> [Task directions]: Please copy, exactly as they appear below, the lines from the one containing "and reference-number generation." through the one containing "the given parts".
____
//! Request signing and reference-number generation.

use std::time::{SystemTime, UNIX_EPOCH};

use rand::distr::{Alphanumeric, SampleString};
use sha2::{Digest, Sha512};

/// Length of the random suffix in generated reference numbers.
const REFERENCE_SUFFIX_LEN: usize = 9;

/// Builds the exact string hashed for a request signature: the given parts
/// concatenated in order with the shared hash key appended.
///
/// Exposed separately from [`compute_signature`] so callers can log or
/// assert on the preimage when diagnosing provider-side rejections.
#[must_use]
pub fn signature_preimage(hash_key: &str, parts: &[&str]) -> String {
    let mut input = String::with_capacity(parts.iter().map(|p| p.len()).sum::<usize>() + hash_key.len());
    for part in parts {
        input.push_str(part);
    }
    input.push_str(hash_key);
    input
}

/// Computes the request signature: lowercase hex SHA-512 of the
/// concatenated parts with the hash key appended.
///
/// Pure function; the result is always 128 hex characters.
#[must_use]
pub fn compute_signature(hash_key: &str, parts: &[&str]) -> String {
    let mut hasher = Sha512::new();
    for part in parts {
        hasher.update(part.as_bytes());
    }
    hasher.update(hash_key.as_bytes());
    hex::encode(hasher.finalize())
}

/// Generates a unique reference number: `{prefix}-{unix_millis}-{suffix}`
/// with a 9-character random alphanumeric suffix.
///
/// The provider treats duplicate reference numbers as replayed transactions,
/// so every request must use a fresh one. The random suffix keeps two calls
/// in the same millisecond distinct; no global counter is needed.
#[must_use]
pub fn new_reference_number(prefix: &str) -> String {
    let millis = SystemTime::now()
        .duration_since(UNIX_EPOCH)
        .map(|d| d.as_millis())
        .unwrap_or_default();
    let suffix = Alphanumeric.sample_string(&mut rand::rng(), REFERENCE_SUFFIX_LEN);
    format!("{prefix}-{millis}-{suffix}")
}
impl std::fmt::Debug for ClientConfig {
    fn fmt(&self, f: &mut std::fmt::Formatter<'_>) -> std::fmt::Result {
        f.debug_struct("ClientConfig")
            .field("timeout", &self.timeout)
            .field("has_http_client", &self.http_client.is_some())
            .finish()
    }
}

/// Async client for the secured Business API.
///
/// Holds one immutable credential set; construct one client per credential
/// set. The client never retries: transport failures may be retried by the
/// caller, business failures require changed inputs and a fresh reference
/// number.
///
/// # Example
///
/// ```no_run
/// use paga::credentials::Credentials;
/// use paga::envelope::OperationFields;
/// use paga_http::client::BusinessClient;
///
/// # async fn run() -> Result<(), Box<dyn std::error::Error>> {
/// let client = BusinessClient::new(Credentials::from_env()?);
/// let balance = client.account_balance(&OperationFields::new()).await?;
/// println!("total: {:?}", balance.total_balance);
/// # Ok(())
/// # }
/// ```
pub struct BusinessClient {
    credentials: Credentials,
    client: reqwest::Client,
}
____
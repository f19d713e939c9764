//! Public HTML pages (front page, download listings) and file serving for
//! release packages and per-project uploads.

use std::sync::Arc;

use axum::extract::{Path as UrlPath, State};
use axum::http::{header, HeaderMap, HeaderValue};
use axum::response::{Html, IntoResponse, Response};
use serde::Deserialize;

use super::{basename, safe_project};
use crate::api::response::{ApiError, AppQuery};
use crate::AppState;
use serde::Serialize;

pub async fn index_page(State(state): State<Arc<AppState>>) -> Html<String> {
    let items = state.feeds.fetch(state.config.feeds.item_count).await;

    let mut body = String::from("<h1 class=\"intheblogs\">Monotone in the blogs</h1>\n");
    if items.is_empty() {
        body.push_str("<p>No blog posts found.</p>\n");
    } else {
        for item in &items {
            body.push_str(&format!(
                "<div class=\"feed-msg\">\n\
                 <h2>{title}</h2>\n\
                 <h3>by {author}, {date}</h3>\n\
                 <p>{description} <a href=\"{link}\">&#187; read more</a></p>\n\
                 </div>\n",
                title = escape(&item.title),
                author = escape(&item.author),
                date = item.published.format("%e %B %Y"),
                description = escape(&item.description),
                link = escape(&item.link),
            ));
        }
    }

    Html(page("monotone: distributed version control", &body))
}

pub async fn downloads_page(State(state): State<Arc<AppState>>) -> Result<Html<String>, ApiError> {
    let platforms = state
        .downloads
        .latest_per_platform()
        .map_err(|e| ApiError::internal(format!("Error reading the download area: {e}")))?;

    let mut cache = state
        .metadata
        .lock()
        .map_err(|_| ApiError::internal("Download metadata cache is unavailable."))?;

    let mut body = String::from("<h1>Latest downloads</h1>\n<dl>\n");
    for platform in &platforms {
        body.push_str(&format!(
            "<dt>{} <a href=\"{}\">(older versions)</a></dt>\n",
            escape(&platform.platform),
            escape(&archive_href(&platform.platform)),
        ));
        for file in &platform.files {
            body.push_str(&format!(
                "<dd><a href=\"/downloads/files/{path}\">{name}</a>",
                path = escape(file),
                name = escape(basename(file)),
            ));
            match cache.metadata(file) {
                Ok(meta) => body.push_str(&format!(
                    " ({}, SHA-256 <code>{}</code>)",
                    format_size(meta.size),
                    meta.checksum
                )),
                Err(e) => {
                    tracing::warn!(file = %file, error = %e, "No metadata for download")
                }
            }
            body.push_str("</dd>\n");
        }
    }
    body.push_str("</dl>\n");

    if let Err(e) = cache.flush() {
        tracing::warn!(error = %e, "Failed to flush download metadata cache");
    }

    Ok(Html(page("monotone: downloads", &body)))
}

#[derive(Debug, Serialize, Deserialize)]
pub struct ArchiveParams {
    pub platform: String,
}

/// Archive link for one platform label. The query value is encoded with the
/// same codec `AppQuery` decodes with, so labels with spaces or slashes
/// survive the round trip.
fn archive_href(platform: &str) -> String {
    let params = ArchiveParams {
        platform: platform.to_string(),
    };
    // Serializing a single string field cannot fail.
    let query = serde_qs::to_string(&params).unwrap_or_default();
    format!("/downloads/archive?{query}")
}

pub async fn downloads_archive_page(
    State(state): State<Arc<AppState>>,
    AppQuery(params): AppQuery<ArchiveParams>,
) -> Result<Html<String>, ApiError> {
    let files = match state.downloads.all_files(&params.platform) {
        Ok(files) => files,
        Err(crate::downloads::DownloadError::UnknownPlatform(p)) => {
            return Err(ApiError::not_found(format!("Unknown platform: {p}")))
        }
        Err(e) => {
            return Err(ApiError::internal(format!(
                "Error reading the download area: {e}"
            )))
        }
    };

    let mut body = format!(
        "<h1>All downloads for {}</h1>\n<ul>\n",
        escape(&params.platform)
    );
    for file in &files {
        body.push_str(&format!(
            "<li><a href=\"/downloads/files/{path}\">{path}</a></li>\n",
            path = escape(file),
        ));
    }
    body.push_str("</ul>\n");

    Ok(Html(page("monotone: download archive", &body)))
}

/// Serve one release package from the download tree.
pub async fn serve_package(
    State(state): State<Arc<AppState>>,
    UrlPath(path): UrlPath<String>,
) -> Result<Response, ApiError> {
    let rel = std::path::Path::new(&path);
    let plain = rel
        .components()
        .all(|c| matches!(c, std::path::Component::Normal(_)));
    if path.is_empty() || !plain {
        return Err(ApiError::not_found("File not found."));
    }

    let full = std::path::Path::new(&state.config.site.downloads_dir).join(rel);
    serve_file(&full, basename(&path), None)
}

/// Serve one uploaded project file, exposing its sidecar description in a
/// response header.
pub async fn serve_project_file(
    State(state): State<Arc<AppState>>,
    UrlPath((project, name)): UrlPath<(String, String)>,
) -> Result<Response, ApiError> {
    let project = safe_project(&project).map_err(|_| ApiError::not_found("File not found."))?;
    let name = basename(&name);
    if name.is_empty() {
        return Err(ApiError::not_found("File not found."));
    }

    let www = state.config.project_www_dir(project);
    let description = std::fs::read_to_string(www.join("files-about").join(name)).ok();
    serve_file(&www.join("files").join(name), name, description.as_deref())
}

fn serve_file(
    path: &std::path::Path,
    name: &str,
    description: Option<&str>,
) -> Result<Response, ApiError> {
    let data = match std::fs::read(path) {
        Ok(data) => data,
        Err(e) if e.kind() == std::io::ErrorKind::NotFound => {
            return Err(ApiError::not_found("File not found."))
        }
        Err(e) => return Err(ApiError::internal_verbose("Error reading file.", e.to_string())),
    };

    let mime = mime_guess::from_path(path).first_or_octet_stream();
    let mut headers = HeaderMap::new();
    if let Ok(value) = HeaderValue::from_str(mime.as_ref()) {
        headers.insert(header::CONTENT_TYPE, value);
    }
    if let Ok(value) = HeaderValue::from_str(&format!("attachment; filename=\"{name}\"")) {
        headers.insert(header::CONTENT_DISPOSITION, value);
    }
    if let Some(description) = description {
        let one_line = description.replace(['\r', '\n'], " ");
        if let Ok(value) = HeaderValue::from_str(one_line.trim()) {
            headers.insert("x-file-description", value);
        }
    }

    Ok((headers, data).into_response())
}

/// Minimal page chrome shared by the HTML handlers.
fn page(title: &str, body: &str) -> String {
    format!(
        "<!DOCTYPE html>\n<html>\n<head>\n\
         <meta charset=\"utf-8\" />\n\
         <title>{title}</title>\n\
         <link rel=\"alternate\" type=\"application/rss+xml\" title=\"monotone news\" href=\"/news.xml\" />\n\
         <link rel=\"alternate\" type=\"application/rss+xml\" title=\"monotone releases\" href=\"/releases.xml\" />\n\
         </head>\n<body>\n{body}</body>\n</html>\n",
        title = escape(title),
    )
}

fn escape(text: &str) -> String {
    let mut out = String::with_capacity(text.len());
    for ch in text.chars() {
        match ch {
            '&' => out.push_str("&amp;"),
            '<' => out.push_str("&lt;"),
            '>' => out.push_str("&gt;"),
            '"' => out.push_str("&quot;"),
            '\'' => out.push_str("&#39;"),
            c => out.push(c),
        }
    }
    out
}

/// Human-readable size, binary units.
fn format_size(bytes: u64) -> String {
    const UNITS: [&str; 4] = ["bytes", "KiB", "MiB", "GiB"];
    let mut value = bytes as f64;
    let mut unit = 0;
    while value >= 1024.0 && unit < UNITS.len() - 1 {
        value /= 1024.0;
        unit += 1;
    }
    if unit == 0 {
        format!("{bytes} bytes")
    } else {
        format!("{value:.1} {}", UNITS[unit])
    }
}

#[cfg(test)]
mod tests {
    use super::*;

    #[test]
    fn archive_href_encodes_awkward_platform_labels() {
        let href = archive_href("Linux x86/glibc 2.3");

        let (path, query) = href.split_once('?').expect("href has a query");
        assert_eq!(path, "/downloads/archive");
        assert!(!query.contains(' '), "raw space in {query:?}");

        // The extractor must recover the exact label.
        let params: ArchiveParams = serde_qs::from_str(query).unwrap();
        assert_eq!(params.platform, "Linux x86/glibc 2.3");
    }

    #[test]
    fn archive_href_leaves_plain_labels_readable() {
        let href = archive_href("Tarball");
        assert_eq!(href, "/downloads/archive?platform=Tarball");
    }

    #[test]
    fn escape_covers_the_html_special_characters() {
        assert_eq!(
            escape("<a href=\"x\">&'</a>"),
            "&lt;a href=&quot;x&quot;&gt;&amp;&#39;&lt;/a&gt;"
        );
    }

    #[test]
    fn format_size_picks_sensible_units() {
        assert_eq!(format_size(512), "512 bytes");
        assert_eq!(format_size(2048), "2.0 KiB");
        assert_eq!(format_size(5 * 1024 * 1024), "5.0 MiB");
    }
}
____
> [Expected answer]:
//! Request signing and reference-number generation.

use std::time::{SystemTime, UNIX_EPOCH};

use rand::distr::{Alphanumeric, SampleString};
use sha2::{Digest, Sha512};

/// Length of the random suffix in generated reference numbers.
const REFERENCE_SUFFIX_LEN: usize = 9;

/// Builds the exact string hashed for a request signature: the given parts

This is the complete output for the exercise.